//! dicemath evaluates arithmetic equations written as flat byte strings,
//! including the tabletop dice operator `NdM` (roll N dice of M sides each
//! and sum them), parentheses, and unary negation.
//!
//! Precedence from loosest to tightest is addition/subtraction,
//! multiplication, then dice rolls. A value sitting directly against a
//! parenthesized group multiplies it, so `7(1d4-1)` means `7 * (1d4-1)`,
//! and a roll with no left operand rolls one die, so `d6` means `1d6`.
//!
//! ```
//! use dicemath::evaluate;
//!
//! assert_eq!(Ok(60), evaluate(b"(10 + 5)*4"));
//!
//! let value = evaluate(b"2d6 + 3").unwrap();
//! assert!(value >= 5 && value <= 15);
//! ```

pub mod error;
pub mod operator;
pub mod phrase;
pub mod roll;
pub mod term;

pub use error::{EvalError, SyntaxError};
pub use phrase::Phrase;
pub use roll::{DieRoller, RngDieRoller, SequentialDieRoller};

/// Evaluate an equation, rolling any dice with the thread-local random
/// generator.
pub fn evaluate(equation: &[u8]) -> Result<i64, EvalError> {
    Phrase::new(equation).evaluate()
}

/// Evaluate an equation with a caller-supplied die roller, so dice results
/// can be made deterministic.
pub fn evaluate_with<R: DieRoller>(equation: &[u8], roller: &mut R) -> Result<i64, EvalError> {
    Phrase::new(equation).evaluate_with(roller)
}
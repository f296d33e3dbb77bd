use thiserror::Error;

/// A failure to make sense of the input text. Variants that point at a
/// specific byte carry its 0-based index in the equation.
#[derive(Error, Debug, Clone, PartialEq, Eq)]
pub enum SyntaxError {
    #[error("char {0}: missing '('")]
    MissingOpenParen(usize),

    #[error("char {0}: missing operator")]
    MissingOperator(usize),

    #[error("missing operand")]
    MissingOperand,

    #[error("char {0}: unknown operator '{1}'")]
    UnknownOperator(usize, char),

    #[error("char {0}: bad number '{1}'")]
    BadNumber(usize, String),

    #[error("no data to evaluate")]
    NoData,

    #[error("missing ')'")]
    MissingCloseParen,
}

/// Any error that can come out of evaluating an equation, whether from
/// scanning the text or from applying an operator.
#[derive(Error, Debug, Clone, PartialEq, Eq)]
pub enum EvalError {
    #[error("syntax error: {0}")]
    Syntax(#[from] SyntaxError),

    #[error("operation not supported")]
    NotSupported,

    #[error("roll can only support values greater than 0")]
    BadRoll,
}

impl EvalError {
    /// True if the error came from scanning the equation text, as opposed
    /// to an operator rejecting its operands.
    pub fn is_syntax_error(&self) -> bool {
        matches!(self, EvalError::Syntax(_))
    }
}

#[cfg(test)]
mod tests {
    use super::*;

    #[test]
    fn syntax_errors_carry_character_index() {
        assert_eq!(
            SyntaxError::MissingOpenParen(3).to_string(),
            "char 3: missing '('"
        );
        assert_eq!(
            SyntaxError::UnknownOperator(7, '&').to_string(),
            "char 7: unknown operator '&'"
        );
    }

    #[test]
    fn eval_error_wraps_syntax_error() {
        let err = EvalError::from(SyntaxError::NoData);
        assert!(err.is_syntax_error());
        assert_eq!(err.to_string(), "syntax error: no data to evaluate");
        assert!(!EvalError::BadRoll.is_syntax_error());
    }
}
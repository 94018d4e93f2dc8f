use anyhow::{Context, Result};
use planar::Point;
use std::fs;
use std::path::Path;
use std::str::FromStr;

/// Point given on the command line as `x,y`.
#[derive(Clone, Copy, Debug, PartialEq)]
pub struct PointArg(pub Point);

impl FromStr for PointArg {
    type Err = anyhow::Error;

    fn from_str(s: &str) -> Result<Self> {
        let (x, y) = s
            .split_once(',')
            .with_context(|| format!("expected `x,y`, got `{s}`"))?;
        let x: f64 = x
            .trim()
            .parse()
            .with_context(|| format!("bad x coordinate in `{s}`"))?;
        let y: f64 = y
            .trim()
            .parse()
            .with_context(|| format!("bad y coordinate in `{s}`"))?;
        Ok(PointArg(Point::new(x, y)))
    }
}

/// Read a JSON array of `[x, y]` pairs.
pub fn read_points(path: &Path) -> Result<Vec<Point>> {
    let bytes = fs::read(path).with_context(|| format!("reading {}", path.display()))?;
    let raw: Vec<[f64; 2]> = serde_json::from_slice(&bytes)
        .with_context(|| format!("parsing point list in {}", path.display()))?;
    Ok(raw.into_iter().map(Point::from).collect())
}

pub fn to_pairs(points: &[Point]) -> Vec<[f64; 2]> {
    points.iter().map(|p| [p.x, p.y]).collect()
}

-*-

INSTRUCTIONS TO FOLLOW: Your answer should consist of the lines from the line with "pub fn evaluate(equation: &[u8])" to the line with "be made deterministic." above, repeated exactly, both ends included.

RESULT OF THE TASK:
pub fn evaluate(equation: &[u8]) -> Result<i64, EvalError> {
    Phrase::new(equation).evaluate()
}

/// Evaluate an equation with a caller-supplied die roller, so dice results
/// can be made deterministic.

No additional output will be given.